The House of Commons vote on 12th June has saved Prime Minister May for another day but has also left open the role Parliament might play in the outcome of the EU negotiations. A (definitive) White Paper on Britain’s negotiating terms can be expected after the European Economic Summit meets later this month.

The fog of the Irish Sea still overhangs Brexit. The narrow vote in the House of Commons on 12th June (324/298 with some from both sides crossing the floor) has saved Prime Minister May for another day – but how much longer? At this point, the only factor in her favour is the fear the ultra Conservatives have of a Labour Government. But for some Brexiters, the cry of “God for England, Harry and St George” is even stronger now if the yoke of the European Union is to be removed totally from its noble back!

The 12 amendments passed earlier by the House of Lords, relating in particular to a Parliamentary veto on the outcome of the Brexit negotiations, were not sustained by the Commons but their purpose to ensure a meaningful opportunity for the Commons to vote up or down on an eventual Brexit settlement remains. It is all about how much of a common and internal market can or will be retained without doing violence to the Brexit objective.

Some argue that treaty making is a prerogative power of the Crown which can be exercised without approval by Parliament. Resorting to this ancient doctrine would be extreme and alienate a good proportion of Parliamentary and public opinion. Many consequential legislative measures could enter a grey area as a result.

From some passing observations on the broader politics of Brexit, there would seem to be a growing mood in Britain to drop the whole thing, now that the damage it is doing and will continue to do to the economy is more widely appreciated. But the two ends of the political spectrum on Brexit are sticking firmly to their positions.

Admittedly Mrs May is in an impossible situation, fighting wars with her backbenchers, with the Labour Party, with her 10 Irish Unionists backers, and with the EU itself. And the loyalty of key Cabinet members cannot be taken for granted either.

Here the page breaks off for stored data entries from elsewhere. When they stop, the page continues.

//! Integration tests for the session worker
//!
//! These drive the worker through `dispatch` the way the queue transport
//! does, with a scripted chat client and the in-memory publisher.

use assert_cmd::Command;
use async_trait::async_trait;
use predicates::prelude::*;
use serde_json::{json, Value};
use session_worker::client::{
    ChatHandle, ClientConnector, ClientError, ClientEvent, ConnectRequest, Connection,
    ConnectionState, DisconnectReason, MessageRef, OutboundContent, EVENT_CHANNEL_CAPACITY,
};
use session_worker::config::Config;
use session_worker::queue::{Disposition, MemoryPublisher};
use session_worker::session::{AccountId, SessionState};
use session_worker::store::FileCredentialStore;
use session_worker::Worker;
use std::collections::{HashMap, HashSet};
use std::sync::{Arc, Mutex};
use std::time::Duration;
use tempfile::TempDir;
use tokio::sync::mpsc;

// ============================================================================
// Scripted chat client
// ============================================================================

#[derive(Default)]
struct Script {
    /// Send failures keyed by recipient address
    send_failures: HashMap<String, ClientError>,
    /// Accounts whose liveness probe errors
    broken_probes: HashSet<AccountId>,
    /// Every (account, address) send attempt, in order
    attempts: Vec<(AccountId, String)>,
    connects: Vec<ConnectRequest>,
    senders: HashMap<AccountId, mpsc::Sender<ClientEvent>>,
}

#[derive(Clone, Default)]
struct ScriptedClient {
    script: Arc<Mutex<Script>>,
}

impl ScriptedClient {
    fn fail_send(&self, address: &str, err: ClientError) {
        self.script
            .lock()
            .unwrap()
            .send_failures
            .insert(address.to_string(), err);
    }

    fn break_probe(&self, account_id: AccountId) {
        self.script.lock().unwrap().broken_probes.insert(account_id);
    }

    fn attempts(&self) -> Vec<String> {
        self.script
            .lock()
            .unwrap()
            .attempts
            .iter()
            .map(|(_, address)| address.clone())
            .collect()
    }

    fn connects(&self) -> usize {
        self.script.lock().unwrap().connects.len()
    }

    async fn emit(&self, account_id: AccountId, event: ClientEvent) {
        let sender = self
            .script
            .lock()
            .unwrap()
            .senders
            .get(&account_id)
            .cloned()
            .expect("no connection for account");
        sender.send(event).await.unwrap();
    }
}

struct ScriptedHandle {
    account_id: AccountId,
    script: Arc<Mutex<Script>>,
}

#[async_trait]
impl ChatHandle for ScriptedHandle {
    async fn send_content(
        &self,
        recipient: &str,
        _content: &OutboundContent,
    ) -> Result<MessageRef, ClientError> {
        let mut script = self.script.lock().unwrap();
        script.attempts.push((self.account_id, recipient.to_string()));
        match script.send_failures.get(recipient) {
            Some(err) => Err(err.clone()),
            None => Ok(MessageRef {
                id: format!("wamid.{}", script.attempts.len()),
            }),
        }
    }

    async fn connection_state(&self) -> Result<ConnectionState, ClientError> {
        if self.script.lock().unwrap().broken_probes.contains(&self.account_id) {
            return Err(ClientError::new("probe exploded"));
        }
        Ok(ConnectionState::Open)
    }

    async fn logout(&self) -> Result<(), ClientError> {
        Err(ClientError::new("Intentional Logout"))
    }

    async fn disconnect(&self) -> Result<(), ClientError> {
        Ok(())
    }
}

#[async_trait]
impl ClientConnector for ScriptedClient {
    async fn connect(&self, request: ConnectRequest) -> Result<Connection, ClientError> {
        let (tx, rx) = mpsc::channel(EVENT_CHANNEL_CAPACITY);
        let account_id = request.account_id;
        let qr = {
            let mut script = self.script.lock().unwrap();
            script.connects.push(request);
            script.senders.insert(account_id, tx.clone());
            format!("qr-{}-{}", account_id, script.connects.len())
        };
        tx.try_send(ClientEvent::Qr(qr)).unwrap();

        Ok(Connection {
            handle: Box::new(ScriptedHandle {
                account_id,
                script: self.script.clone(),
            }),
            events: rx,
        })
    }
}

// ============================================================================
// Harness
// ============================================================================

struct Harness {
    worker: Worker,
    client: ScriptedClient,
    publisher: Arc<MemoryPublisher>,
    config: Config,
    _temp: TempDir,
}

impl Harness {
    fn new() -> Self {
        let temp = TempDir::new().unwrap();
        let config = Config::for_test(temp.path());
        let client = ScriptedClient::default();
        let publisher = Arc::new(MemoryPublisher::new());
        let store = Arc::new(FileCredentialStore::new(&config.session_dir));
        let worker = Worker::new(
            config.clone(),
            Arc::new(client.clone()),
            store,
            publisher.clone(),
        )
        .unwrap();

        Self {
            worker,
            client,
            publisher,
            config,
            _temp: temp,
        }
    }

    async fn dispatch(&self, channel: &str, payload: Value) -> Disposition {
        self.worker
            .dispatch(channel, &serde_json::to_vec(&payload).unwrap())
            .await
    }

    async fn session_update(&self, action: &str, data: Value) -> Disposition {
        let channel = self.config.queues.session_update.clone();
        self.dispatch(&channel, json!({ "action": action, "data": data }))
            .await
    }

    async fn send(&self, account_id: AccountId, recipient: &str) -> Disposition {
        let channel = self.config.queues.message_send.clone();
        self.dispatch(
            &channel,
            json!({
                "messageId": "m-1",
                "recipientNumber": recipient,
                "content": "hello",
                "type": "text",
                "accountId": account_id
            }),
        )
        .await
    }

    fn worker_events(&self, action: &str) -> Vec<Value> {
        self.publisher
            .on(&self.config.queues.worker_events)
            .into_iter()
            .filter(|e| e["action"] == action)
            .collect()
    }

    fn statuses(&self) -> Vec<Value> {
        self.publisher.on(&self.config.queues.message_receive)
    }

    fn health(&self) -> Vec<Value> {
        self.publisher.on(&self.config.queues.number_health)
    }

    async fn wait_for(&self, action: &str, count: usize) {
        let deadline = tokio::time::Instant::now() + Duration::from_secs(2);
        while self.worker_events(action).len() < count {
            assert!(
                tokio::time::Instant::now() < deadline,
                "timed out waiting for {} x{}",
                action,
                count
            );
            tokio::time::sleep(Duration::from_millis(5)).await;
        }
    }

    /// Create a session and drive it to Ready
    async fn ready_session(&self, account_id: AccountId) {
        let before = self.worker_events("connected").len();
        let disposition = self
            .session_update(
                "create",
                json!({ "accountId": account_id, "phoneNumber": "2250700000000" }),
            )
            .await;
        assert_eq!(disposition, Disposition::Ack);

        self.client.emit(account_id, ClientEvent::Open).await;
        self.wait_for("connected", before + 1).await;
    }
}

// ============================================================================
// Delivery
// ============================================================================

/// Ready session, new-format number: the first candidate succeeds
#[tokio::test]
async fn test_send_to_ready_session() {
    let h = Harness::new();
    h.ready_session(6).await;

    assert_eq!(h.send(6, "2250709865432").await, Disposition::Ack);

    assert_eq!(h.client.attempts(), vec!["2250709865432@c.us"]);
    let statuses = h.statuses();
    assert_eq!(statuses.len(), 1);
    assert_eq!(statuses[0]["messageId"], "m-1");
    assert_eq!(statuses[0]["status"], "SENT");
    assert!(statuses[0]["whatsappMessageId"].is_string());
}

/// A "not registered" candidate falls through; later candidates are untouched
#[tokio::test]
async fn test_candidate_fallback_stops_at_success() {
    let h = Harness::new();
    h.ready_session(6).await;
    h.client
        .fail_send("22509865432@c.us", ClientError::new("not registered"));

    assert_eq!(h.send(6, "22509865432").await, Disposition::Ack);
    assert_eq!(
        h.client.attempts(),
        vec!["22509865432@c.us", "2250709865432@c.us"]
    );
    assert_eq!(h.statuses()[0]["status"], "SENT");
}

#[tokio::test]
async fn test_recipient_whitespace_is_ignored() {
    let h = Harness::new();
    h.ready_session(6).await;

    assert_eq!(h.send(6, " 225 07 09 86 54 32 ").await, Disposition::Ack);
    assert_eq!(h.client.attempts(), vec!["2250709865432@c.us"]);
}

/// No session: one FAILED event, no network attempt, no requeue
#[tokio::test]
async fn test_send_without_session() {
    let h = Harness::new();

    assert_eq!(
        h.send(6, "2250709865432").await,
        Disposition::Nack { requeue: false }
    );
    assert!(h.client.attempts().is_empty());

    let statuses = h.statuses();
    assert_eq!(statuses.len(), 1);
    assert_eq!(statuses[0]["status"], "FAILED");
    assert_eq!(statuses[0]["errorCode"], "NO_ACTIVE_SESSION");
    assert_eq!(statuses[0]["temporary"], false);
}

/// A session still waiting for its challenge cannot send yet, but may later
#[tokio::test]
async fn test_send_before_ready_is_requeued() {
    let h = Harness::new();
    h.session_update("create", json!({ "accountId": 6, "phoneNumber": "2250700000000" }))
        .await;
    h.wait_for("qr_generated", 1).await;

    assert_eq!(
        h.send(6, "2250709865432").await,
        Disposition::Nack { requeue: true }
    );
    assert_eq!(h.statuses()[0]["temporary"], true);
}

#[tokio::test]
async fn test_ban_text_flags_account() {
    let h = Harness::new();
    h.ready_session(6).await;
    h.client.fail_send(
        "2250709865432@c.us",
        ClientError::new("account banned by service"),
    );

    assert_eq!(
        h.send(6, "2250709865432").await,
        Disposition::Nack { requeue: false }
    );
    assert_eq!(h.statuses().len(), 1);
    let banned: Vec<_> = h
        .health()
        .into_iter()
        .filter(|r| r["status"] == "BANNED")
        .collect();
    assert_eq!(banned.len(), 1);
    assert_eq!(banned[0]["accountId"], 6);
}

#[tokio::test]
async fn test_media_without_url_is_permanent() {
    let h = Harness::new();
    h.ready_session(6).await;

    let channel = h.config.queues.message_send.clone();
    let disposition = h
        .dispatch(
            &channel,
            json!({
                "messageId": 7,
                "recipientNumber": "2250709865432",
                "content": "caption",
                "type": "image",
                "whatsappNumberId": "6"
            }),
        )
        .await;

    assert_eq!(disposition, Disposition::Nack { requeue: false });
    assert!(h.client.attempts().is_empty());
    assert_eq!(h.statuses()[0]["errorCode"], "MISSING_MEDIA");
}

// ============================================================================
// Lifecycle
// ============================================================================

#[tokio::test]
async fn test_create_emits_one_qr() {
    let h = Harness::new();
    let disposition = h
        .session_update("create", json!({ "accountId": 6, "phoneNumber": "2250709865432" }))
        .await;
    assert_eq!(disposition, Disposition::Ack);

    h.wait_for("qr_generated", 1).await;
    tokio::time::sleep(Duration::from_millis(20)).await;

    let qr = h.worker_events("qr_generated");
    assert_eq!(qr.len(), 1);
    assert_eq!(qr[0]["sessionId"], "session_6_2250709865432");
    let session = h.worker.registry().get(6).unwrap();
    assert_eq!(session.state(), SessionState::AwaitingAuth);
}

In an effort to resolve the Cabinet issues – at the centre of the government’s whole Brexit strategy – members will be summoned to Chequers for a weekend retreat. The objective will be to agree a White Paper defining once and for all the Brexit terms. But this meeting is not to be held before the European Economic Council summit at the end of the month. So the waiting goes on.

With regard to the all-consuming Irish Border question (as Boris Johnson puts it: “The tail wagging the dog”), the government has to placate both Irish governments, the extreme Brexiters, and the EU, and not be in breach of WTO rules. Some novel solutions have been proposed to overcome the land-border problem (i.e. avoiding physical checks as goods and people pass through) – one being a ‘backstop’ arrangement which would keep the two parts of Ireland existing in the EU common market for an indefinite time after Brexit (denounced as a betrayal of Brexit); and another ridiculous suggestion from Jacob Rees-Mogg and his European Research Group (essentially a back-bencher anti-Europe group) where goods would be cleared at the sea ports, rather than at the land border, with the differential tariffs being applied simultaneously – an arrangement that would breach WTO rules against discriminatory treatment (this anyway is one’s imperfect understanding of it, but no one else seems to understand it either, not even Rees-Mogg himself as he tried awkwardly to explain it to a UK radio audience recently).

The Brexit situation will remain as one with more heat than light, at least until the European Economic Council summit late this month and the issue of the government’s (at last) White Paper. It cannot be assumed that the positions of certain other EU members may not change the equation, at last at the margins, between now and then.

As it happens the writer will be in the UK at that time and hopes to be in a position to provide more and better insight into where Brexit may lead, both for the UK and its trading partners in the EU and beyond.

Andrew Farran is a former diplomat, law academic and trade policy adviser.